Supplied information:
▶

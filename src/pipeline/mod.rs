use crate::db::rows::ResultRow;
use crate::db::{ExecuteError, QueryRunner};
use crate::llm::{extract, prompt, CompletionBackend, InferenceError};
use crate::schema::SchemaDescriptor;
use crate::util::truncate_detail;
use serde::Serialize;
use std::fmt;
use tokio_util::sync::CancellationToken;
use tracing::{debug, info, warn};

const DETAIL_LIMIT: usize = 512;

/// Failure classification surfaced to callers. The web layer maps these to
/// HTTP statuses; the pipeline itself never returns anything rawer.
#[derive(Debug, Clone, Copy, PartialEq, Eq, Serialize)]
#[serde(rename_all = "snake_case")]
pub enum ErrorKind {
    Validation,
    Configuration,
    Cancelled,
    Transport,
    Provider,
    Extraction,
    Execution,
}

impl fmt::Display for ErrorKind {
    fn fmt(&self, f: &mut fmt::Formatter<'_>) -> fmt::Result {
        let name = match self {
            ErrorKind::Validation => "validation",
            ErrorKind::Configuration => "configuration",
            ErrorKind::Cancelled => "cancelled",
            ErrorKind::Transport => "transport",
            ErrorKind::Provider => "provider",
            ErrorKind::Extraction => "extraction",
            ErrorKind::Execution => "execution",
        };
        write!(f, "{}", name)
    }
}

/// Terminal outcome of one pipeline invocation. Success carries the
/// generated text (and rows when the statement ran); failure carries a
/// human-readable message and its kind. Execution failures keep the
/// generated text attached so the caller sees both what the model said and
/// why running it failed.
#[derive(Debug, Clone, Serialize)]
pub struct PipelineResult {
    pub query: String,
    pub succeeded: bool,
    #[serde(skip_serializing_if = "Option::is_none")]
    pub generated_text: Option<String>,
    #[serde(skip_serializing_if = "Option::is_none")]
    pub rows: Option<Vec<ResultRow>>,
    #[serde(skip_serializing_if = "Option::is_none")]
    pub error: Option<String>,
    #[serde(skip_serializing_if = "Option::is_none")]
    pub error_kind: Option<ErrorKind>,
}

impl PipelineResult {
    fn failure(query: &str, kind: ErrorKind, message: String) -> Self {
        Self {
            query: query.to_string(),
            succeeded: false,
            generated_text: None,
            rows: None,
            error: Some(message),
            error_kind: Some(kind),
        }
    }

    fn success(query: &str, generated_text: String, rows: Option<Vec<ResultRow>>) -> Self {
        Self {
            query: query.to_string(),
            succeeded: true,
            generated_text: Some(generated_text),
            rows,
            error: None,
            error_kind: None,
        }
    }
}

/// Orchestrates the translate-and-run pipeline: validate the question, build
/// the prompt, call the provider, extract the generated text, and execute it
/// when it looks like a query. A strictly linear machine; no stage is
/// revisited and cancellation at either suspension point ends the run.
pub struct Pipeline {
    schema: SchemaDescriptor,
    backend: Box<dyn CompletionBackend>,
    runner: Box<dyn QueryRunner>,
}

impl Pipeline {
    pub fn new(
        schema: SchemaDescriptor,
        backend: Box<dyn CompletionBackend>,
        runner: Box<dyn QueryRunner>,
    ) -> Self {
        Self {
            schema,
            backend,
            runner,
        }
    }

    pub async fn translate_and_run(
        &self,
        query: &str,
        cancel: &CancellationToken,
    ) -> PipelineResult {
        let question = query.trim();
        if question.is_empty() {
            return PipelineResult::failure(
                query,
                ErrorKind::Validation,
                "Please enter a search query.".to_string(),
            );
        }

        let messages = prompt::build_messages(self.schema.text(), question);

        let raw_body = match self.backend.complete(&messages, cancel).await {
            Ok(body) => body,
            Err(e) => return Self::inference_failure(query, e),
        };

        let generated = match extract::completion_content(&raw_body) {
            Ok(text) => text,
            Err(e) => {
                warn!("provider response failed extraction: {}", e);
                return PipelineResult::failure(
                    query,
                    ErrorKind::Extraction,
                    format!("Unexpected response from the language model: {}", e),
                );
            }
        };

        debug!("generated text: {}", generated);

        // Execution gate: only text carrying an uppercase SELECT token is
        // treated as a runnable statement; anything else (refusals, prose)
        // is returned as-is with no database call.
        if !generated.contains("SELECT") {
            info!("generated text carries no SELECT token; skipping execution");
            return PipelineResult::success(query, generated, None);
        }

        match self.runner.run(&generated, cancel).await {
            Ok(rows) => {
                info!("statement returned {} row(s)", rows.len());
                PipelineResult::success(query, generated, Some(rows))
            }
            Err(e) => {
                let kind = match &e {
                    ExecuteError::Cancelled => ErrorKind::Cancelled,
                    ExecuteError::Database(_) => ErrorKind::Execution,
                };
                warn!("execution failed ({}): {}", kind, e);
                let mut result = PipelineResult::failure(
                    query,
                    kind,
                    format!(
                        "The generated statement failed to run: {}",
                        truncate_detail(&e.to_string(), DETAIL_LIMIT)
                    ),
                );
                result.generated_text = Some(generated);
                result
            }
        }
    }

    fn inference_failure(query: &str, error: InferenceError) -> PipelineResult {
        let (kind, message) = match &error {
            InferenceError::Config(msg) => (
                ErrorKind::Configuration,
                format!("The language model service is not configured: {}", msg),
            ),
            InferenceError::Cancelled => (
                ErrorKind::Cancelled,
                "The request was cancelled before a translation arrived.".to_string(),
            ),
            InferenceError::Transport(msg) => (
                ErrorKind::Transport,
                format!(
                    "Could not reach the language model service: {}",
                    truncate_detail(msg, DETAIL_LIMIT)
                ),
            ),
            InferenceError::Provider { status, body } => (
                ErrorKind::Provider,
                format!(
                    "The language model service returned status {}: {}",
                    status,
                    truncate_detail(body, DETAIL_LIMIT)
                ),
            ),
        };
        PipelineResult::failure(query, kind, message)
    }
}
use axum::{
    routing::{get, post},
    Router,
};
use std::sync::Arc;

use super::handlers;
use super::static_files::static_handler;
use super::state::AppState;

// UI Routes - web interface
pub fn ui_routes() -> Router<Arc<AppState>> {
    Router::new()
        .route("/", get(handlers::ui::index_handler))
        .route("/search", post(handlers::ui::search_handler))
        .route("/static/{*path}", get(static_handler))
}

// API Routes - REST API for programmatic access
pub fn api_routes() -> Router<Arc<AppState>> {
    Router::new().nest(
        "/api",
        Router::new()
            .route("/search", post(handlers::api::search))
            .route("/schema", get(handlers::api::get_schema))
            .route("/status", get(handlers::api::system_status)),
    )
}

◀

Your objective:
Output all entries again exactly; no line may be altered.

Output of the task:
filename src/pipeline/mod.rs
use crate::db::rows::ResultRow;
use crate::db::{ExecuteError, QueryRunner};
use crate::llm::{extract, prompt, CompletionBackend, InferenceError};
use crate::schema::SchemaDescriptor;
use crate::util::truncate_detail;
use serde::Serialize;
use std::fmt;
use tokio_util::sync::CancellationToken;
use tracing::{debug, info, warn};

const DETAIL_LIMIT: usize = 512;

/// Failure classification surfaced to callers. The web layer maps these to
/// HTTP statuses; the pipeline itself never returns anything rawer.
#[derive(Debug, Clone, Copy, PartialEq, Eq, Serialize)]
#[serde(rename_all = "snake_case")]
pub enum ErrorKind {
    Validation,
    Configuration,
    Cancelled,
    Transport,
    Provider,
    Extraction,
    Execution,
}

impl fmt::Display for ErrorKind {
    fn fmt(&self, f: &mut fmt::Formatter<'_>) -> fmt::Result {
        let name = match self {
            ErrorKind::Validation => "validation",
            ErrorKind::Configuration => "configuration",
            ErrorKind::Cancelled => "cancelled",
            ErrorKind::Transport => "transport",
            ErrorKind::Provider => "provider",
            ErrorKind::Extraction => "extraction",
            ErrorKind::Execution => "execution",
        };
        write!(f, "{}", name)
    }
}

/// Terminal outcome of one pipeline invocation. Success carries the
/// generated text (and rows when the statement ran); failure carries a
/// human-readable message and its kind. Execution failures keep the
/// generated text attached so the caller sees both what the model said and
/// why running it failed.
#[derive(Debug, Clone, Serialize)]
pub struct PipelineResult {
    pub query: String,
    pub succeeded: bool,
    #[serde(skip_serializing_if = "Option::is_none")]
    pub generated_text: Option<String>,
    #[serde(skip_serializing_if = "Option::is_none")]
    pub rows: Option<Vec<ResultRow>>,
    #[serde(skip_serializing_if = "Option::is_none")]
    pub error: Option<String>,
    #[serde(skip_serializing_if = "Option::is_none")]
    pub error_kind: Option<ErrorKind>,
}

impl PipelineResult {
    fn failure(query: &str, kind: ErrorKind, message: String) -> Self {
        Self {
            query: query.to_string(),
            succeeded: false,
            generated_text: None,
            rows: None,
            error: Some(message),
            error_kind: Some(kind),
        }
    }

    fn success(query: &str, generated_text: String, rows: Option<Vec<ResultRow>>) -> Self {
        Self {
            query: query.to_string(),
            succeeded: true,
            generated_text: Some(generated_text),
            rows,
            error: None,
            error_kind: None,
        }
    }
}

/// Orchestrates the translate-and-run pipeline: validate the question, build
/// the prompt, call the provider, extract the generated text, and execute it
/// when it looks like a query. A strictly linear machine; no stage is
/// revisited and cancellation at either suspension point ends the run.
pub struct Pipeline {
    schema: SchemaDescriptor,
    backend: Box<dyn CompletionBackend>,
    runner: Box<dyn QueryRunner>,
}

impl Pipeline {
    pub fn new(
        schema: SchemaDescriptor,
        backend: Box<dyn CompletionBackend>,
        runner: Box<dyn QueryRunner>,
    ) -> Self {
        Self {
            schema,
            backend,
            runner,
        }
    }

    pub async fn translate_and_run(
        &self,
        query: &str,
        cancel: &CancellationToken,
    ) -> PipelineResult {
        let question = query.trim();
        if question.is_empty() {
            return PipelineResult::failure(
                query,
                ErrorKind::Validation,
                "Please enter a search query.".to_string(),
            );
        }

        let messages = prompt::build_messages(self.schema.text(), question);

        let raw_body = match self.backend.complete(&messages, cancel).await {
            Ok(body) => body,
            Err(e) => return Self::inference_failure(query, e),
        };

        let generated = match extract::completion_content(&raw_body) {
            Ok(text) => text,
            Err(e) => {
                warn!("provider response failed extraction: {}", e);
                return PipelineResult::failure(
                    query,
                    ErrorKind::Extraction,
                    format!("Unexpected response from the language model: {}", e),
                );
            }
        };

        debug!("generated text: {}", generated);

        // Execution gate: only text carrying an uppercase SELECT token is
        // treated as a runnable statement; anything else (refusals, prose)
        // is returned as-is with no database call.
        if !generated.contains("SELECT") {
            info!("generated text carries no SELECT token; skipping execution");
            return PipelineResult::success(query, generated, None);
        }

        match self.runner.run(&generated, cancel).await {
            Ok(rows) => {
                info!("statement returned {} row(s)", rows.len());
                PipelineResult::success(query, generated, Some(rows))
            }
            Err(e) => {
                let kind = match &e {
                    ExecuteError::Cancelled => ErrorKind::Cancelled,
                    ExecuteError::Database(_) => ErrorKind::Execution,
                };
                warn!("execution failed ({}): {}", kind, e);
                let mut result = PipelineResult::failure(
                    query,
                    kind,
                    format!(
                        "The generated statement failed to run: {}",
                        truncate_detail(&e.to_string(), DETAIL_LIMIT)
                    ),
                );
                result.generated_text = Some(generated);
                result
            }
        }
    }

    fn inference_failure(query: &str, error: InferenceError) -> PipelineResult {
        let (kind, message) = match &error {
            InferenceError::Config(msg) => (
                ErrorKind::Configuration,
                format!("The language model service is not configured: {}", msg),
            ),
            InferenceError::Cancelled => (
                ErrorKind::Cancelled,
                "The request was cancelled before a translation arrived.".to_string(),
            ),
            InferenceError::Transport(msg) => (
                ErrorKind::Transport,
                format!(
                    "Could not reach the language model service: {}",
                    truncate_detail(msg, DETAIL_LIMIT)
                ),
            ),
            InferenceError::Provider { status, body } => (
                ErrorKind::Provider,
                format!(
                    "The language model service returned status {}: {}",
                    status,
                    truncate_detail(body, DETAIL_LIMIT)
                ),
            ),
        };
        PipelineResult::failure(query, kind, message)
    }
}
use axum::{
    routing::{get, post},
    Router,
};
use std::sync::Arc;

use super::handlers;
use super::static_files::static_handler;
use super::state::AppState;

// UI Routes - web interface
pub fn ui_routes() -> Router<Arc<AppState>> {
    Router::new()
        .route("/", get(handlers::ui::index_handler))
        .route("/search", post(handlers::ui::search_handler))
        .route("/static/{*path}", get(static_handler))
}

// API Routes - REST API for programmatic access
pub fn api_routes() -> Router<Arc<AppState>> {
    Router::new().nest(
        "/api",
        Router::new()
            .route("/search", post(handlers::api::search))
            .route("/schema", get(handlers::api::get_schema))
            .route("/status", get(handlers::api::system_status)),
    )
}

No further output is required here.